Автор книги: Георгий Блок
Соавторы: Александр Кузьмин,Георгий Северцев-Полилов
Жанр:
Историческая проза
сообщить о нарушении
Текущая страница: 13 (всего у книги 49 страниц)
XV
Из терема была хорошо видна Коломенская дорога.
Она начиналась у речного перевоза и вилась по Великому лугу, как небрежно брошенная розовая тесьма, то прячась за кустами, то опять показывая свои извороты, пока не скрывалась где-то очень далеко, в зарослях чёрной ольхи.
Кучковна глядела на неё в окно.
Она знала, что Ивана нашли, что он закован, что его вот-вот увезут.
Сенные девушки прибегали сказать, что Прокопий совсем уж собрался в дорогу и торопит своих людей уезжать. Его конь засёдлан и подан к крыльцу. Пешцы уж расселись по телегам. Задержка только за меньшим сыном воротника; послали за ним к его отцу, а он чего– то не идёт: видно, ещё слаб.
Какие-то две женщины шли спокойным, деловым шагом по Коломенской дороге – от парома к лесу, одна в белом, другая в чёрном платке, обе с корзинами в руках.
«Куда идут? – думала Кучковна. – Верно, по ягоды.
О чем говорят? Верно, об Иване, о нас. Им, может быть, кто-нибудь сказал, что с нами сделают. А нам никто не скажет: раз Прокопий уезжает, ничего не молвивши, кто же другой осмелится говорить? Порешат с Иваном, порешат, конечно, и с Петром (ведь говорил же Иван ночью, что у них с Петром одни мысли), а там и наш черёд».
Она оглянулась.
Солнце давно уж сошло со стены. Оно играло теперь на чисто вымытом полу, горело масляным блеском в брошенной мальчиком глиняной поливной лошадке и захватывало угол постели, куда бабка уложила внука спать. Он лежал, кудрявый, горячо разрумянившийся от сна, посасывая нижнюю губу и не выпуская из руки красной шёлковой бечёвки, привязанной к глиняному коньку. Рядом с ним прикорнула и Гаша. На её задетой солнцем щеке светился едва приметный пушок. Гашино плечо мерно поднималось и опускалось.
На Коломенской дороге, очень далеко, там, где она выходила из ольшаника, показалась запряжённая парой подвода, за ней другая, одноконная, потом ещё третья. Лошади казались не больше муравьёв, люди, шагавшие за последней телегой, – как мошки.
А две женщины с корзинами всё шли да шли – подводам навстречу, – уходя всё дальше от реки, и тоже так помельчали, что едва можно было отличить белый платок от чёрного.
«Иван сказал ночью: была бы ты Петру добрая жена, не ушёл бы от тебя Пётр. Верно, не один Иван так думает. Верно, так оно и есть...»
Ей вспомнились вдруг еловые вешки, натыканные вдоль зимней дороги, на замерзшей Москве-реке, и подслушанный разговор Петра с десятником про эти вешки, и Грунин звонкий детский голос, который тогда на морозе так невинно спросил про ёлочки, и румянец стыда, заливший её, Кучковнино, лицо при этом слове, и встреча на Яузе, и жаркий шёпот, которого с тех пор так больше и не слышала. Вот он, её стародавний, единственный, тягчайший грех, в чём каялась потом всю жизнь...

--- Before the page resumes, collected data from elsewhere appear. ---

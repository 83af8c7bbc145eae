//! Domain models
//!
//! One file per aggregate, plus the create/update DTOs used by the admin
//! surface. All money and stock quantities are `rust_decimal::Decimal` at
//! this level; the repositories convert to integer minor units at the
//! storage boundary (see `utils::units`).

pub mod alert;
pub mod food_item;
pub mod ingredient;
pub mod order;

pub use alert::{AiAlert, AlertDraft, AlertSeverity, AlertType};
pub use food_item::{
    FoodIngredient, FoodItem, FoodItemCreate, FoodItemSummary, FoodItemUpdate,
    IngredientRequirement,
};
pub use ingredient::{Ingredient, IngredientCreate};
pub use order::{CartLine, Order, OrderItem, OrderPage, OrderStatus, Pagination};
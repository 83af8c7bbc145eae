//! Health check API

use axum::{Json, Router, routing::get};
use serde_json::{Value, json};

use crate::core::ServerState;

pub fn router() -> Router<ServerState> {
    Router::new().route("/api/health", get(health))
}

async fn health() -> Json<Value> {
    Json(json!({ "status": "ok" }))
}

А Груни всё нет и нет! Её мужа расковали, вынули из поруба, а из Боголюбова не отпускают. Теперь порешат, должно быть, и его, особенно ежели дознаются, что его отец, суздальский сват, с Иваном заодно. Князь Андрей Юрьевич в гневе всегда бывал крут. «Не втуне ношу меч», – говаривал он и сам о себе. А уж после того, что она послала ему сказать тогда, двенадцать лет назад, с Прокопием, едва ли стал милостивее к их семье.
Телеги, успев далеко оторваться от ольшаника, то прятались за кустами, то опять показывались на изворотах розовой тесьмы. Женщины подходили к ним всё ближе, и теперь уже нельзя было отличить чёрный платок от белого.
«А может быть, Иванова и не главная вина? Может быть, всё дело в свате, в Грунином свёкре? Он умней и хитрей Ивана».
Груня на свёкра не жаловалась, ладила с ним, но, кажется; втайне побаивалась. А ещё больше страшилась его дворни и окрестных смердов, которым житья не было от сватовой жадности. Прошлой осенью смерды спалили у него девять скирдищ хлеба да сколько-то омётов соломы. Грозились, слыхать, и самого прикончить. А Грунин молодой муж, который всегда смущал Кучковну своей необычайной молчаливостью, был отцу послушен и, как говорила Груня, крепко любил его. Да и жену не обижал.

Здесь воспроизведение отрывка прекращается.